## EXERCISE
Pull every line containing "AppError" from the data.

## RECORDS SHOWN
──────
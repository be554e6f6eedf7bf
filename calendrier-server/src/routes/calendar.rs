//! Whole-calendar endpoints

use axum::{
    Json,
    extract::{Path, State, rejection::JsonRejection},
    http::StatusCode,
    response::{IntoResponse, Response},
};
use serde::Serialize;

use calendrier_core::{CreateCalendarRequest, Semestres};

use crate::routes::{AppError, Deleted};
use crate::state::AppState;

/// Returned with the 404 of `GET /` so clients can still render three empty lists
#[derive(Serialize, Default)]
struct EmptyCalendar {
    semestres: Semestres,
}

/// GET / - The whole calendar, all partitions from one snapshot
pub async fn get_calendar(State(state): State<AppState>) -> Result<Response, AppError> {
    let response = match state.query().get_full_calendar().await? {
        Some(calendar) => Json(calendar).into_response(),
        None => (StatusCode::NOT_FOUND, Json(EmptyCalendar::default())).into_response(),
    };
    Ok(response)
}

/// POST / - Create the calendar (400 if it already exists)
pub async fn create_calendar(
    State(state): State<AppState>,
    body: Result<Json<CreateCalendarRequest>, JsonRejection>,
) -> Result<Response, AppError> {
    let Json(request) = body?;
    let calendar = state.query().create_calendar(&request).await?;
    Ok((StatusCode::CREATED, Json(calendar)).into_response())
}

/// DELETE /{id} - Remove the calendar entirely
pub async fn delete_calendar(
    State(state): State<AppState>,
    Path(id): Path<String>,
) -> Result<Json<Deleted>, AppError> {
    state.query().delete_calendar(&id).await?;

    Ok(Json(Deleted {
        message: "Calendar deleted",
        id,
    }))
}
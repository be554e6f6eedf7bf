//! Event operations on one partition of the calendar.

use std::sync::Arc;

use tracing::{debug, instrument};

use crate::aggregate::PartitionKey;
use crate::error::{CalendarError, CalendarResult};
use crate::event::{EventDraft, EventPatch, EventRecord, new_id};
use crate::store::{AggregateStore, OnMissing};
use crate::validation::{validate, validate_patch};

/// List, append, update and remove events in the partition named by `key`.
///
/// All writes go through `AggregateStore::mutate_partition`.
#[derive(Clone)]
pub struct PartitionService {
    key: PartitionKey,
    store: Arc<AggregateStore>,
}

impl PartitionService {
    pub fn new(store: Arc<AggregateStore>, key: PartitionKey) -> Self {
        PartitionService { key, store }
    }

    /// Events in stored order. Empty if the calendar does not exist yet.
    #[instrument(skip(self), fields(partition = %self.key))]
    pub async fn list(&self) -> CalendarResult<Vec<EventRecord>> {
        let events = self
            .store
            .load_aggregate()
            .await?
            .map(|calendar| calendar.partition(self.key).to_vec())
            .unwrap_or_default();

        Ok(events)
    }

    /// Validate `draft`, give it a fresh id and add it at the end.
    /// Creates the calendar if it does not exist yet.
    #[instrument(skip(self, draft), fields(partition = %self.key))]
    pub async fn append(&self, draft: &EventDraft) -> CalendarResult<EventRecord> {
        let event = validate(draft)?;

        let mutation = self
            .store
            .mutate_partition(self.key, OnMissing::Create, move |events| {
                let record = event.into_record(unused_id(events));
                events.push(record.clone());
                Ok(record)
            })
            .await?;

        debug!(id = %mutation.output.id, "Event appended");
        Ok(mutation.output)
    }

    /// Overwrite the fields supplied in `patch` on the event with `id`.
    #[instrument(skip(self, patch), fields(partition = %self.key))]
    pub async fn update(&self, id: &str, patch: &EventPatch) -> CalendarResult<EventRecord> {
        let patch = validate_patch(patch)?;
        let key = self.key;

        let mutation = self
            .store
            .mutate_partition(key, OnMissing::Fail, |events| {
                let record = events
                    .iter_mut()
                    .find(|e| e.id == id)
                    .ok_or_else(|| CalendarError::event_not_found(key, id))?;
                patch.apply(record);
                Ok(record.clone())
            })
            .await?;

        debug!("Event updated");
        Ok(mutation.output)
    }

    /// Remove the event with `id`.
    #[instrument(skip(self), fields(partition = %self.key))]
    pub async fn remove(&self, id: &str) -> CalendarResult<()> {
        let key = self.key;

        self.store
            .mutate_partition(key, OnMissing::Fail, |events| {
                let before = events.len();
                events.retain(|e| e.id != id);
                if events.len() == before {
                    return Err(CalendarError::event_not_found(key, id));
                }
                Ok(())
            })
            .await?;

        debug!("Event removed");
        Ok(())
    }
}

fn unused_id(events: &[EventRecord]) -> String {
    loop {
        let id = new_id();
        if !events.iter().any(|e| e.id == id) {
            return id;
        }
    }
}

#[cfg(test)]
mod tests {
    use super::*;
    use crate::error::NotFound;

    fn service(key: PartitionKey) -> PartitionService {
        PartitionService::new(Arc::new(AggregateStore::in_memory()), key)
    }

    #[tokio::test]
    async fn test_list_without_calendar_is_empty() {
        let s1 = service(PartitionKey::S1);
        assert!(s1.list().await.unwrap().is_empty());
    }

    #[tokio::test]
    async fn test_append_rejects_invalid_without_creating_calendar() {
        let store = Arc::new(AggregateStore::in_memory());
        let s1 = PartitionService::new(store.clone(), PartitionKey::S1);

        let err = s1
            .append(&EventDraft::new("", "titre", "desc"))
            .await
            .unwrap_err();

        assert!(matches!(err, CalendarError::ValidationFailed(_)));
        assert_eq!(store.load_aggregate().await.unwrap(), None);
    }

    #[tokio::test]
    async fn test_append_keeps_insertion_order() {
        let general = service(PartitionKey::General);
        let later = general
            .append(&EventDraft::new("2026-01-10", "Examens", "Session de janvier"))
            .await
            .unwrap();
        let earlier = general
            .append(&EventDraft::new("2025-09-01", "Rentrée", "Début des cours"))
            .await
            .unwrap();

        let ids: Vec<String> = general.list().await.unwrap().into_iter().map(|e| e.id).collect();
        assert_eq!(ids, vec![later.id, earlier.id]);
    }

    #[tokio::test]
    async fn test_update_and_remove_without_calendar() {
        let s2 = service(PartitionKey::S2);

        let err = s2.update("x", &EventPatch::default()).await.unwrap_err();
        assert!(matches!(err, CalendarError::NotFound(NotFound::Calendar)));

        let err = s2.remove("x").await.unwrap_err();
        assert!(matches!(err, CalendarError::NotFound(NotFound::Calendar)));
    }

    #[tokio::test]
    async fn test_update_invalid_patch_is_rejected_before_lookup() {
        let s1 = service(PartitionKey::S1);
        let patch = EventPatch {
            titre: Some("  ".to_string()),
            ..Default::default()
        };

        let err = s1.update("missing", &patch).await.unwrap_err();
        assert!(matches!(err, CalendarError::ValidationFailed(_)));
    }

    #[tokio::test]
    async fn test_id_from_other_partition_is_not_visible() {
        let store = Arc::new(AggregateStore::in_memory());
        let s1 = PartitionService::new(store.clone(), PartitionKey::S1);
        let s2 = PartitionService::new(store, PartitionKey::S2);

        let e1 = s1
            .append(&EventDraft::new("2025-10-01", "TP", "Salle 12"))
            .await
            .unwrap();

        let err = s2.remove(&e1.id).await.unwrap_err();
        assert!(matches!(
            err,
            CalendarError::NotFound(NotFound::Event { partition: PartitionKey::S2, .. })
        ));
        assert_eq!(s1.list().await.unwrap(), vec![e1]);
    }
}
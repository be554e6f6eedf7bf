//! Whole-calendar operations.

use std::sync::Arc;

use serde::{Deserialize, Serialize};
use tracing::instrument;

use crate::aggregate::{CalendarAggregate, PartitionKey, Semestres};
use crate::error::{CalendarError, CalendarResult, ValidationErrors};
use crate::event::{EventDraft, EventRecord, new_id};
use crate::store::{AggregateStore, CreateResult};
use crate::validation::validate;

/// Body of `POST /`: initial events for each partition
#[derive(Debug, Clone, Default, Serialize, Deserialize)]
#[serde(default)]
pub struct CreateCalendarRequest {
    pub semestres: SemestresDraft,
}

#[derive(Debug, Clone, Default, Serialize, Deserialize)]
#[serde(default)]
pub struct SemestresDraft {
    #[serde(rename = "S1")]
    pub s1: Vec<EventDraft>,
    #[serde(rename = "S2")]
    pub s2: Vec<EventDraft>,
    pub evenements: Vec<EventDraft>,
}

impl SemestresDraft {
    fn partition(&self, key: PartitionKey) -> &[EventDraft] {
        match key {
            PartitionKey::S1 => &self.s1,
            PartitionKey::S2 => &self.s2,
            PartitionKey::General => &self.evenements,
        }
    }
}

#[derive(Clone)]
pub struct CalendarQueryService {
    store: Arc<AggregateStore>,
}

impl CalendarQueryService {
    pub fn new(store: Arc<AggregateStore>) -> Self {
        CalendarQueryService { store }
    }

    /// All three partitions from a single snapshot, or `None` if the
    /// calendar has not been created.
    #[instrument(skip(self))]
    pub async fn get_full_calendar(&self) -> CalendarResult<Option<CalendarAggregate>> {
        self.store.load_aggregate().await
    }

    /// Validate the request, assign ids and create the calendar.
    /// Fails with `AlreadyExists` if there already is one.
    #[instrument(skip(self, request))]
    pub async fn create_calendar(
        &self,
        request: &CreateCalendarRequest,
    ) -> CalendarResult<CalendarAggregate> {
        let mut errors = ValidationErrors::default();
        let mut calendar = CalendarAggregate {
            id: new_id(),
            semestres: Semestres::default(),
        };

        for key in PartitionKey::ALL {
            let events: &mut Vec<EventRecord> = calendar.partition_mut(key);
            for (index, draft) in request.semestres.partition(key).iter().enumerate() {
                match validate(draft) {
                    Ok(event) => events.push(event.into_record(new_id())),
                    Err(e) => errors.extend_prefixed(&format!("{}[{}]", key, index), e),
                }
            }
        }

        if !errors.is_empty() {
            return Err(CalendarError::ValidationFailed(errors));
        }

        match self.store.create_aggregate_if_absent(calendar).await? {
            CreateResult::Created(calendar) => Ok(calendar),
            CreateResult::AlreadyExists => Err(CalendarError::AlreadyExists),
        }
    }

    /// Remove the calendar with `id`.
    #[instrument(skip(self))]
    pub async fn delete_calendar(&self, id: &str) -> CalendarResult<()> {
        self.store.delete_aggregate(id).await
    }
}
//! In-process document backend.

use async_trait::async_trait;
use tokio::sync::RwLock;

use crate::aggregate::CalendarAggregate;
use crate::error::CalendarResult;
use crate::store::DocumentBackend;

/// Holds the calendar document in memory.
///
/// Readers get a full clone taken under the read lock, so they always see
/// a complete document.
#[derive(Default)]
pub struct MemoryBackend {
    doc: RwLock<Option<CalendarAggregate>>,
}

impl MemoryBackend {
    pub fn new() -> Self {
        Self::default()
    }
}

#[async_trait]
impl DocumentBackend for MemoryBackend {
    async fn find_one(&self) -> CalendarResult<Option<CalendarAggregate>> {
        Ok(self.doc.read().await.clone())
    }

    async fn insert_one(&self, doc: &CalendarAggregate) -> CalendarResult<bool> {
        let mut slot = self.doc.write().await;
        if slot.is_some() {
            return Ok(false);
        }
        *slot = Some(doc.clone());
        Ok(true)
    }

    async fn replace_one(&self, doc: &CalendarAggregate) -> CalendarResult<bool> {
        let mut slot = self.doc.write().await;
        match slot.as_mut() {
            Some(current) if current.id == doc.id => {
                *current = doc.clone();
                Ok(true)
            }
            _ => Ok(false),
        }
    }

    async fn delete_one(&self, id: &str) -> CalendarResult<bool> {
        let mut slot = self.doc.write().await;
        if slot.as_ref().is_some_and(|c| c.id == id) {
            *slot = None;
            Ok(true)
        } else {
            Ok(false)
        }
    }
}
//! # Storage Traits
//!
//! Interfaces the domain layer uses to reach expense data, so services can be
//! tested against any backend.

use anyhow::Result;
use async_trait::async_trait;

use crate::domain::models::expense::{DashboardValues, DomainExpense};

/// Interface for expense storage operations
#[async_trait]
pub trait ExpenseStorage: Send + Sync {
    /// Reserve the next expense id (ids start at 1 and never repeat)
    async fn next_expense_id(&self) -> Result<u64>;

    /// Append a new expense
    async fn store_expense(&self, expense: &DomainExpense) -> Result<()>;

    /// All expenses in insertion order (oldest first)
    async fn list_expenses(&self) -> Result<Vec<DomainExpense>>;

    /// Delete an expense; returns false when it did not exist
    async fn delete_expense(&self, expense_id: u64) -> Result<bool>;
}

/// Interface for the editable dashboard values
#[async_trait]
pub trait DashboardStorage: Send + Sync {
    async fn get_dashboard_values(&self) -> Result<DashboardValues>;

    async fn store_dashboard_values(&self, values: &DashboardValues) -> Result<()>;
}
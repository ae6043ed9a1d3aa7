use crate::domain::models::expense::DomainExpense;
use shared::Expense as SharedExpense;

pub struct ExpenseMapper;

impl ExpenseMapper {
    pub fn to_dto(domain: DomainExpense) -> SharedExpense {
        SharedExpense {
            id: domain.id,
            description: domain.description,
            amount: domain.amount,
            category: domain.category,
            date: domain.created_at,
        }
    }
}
──────
## WRITTEN RESPONSE
use crate::routes::{AppError, Deleted};
pub async fn get_calendar(State(state): State<AppState>) -> Result<Response, AppError> {
) -> Result<Response, AppError> {
) -> Result<Json<Deleted>, AppError> {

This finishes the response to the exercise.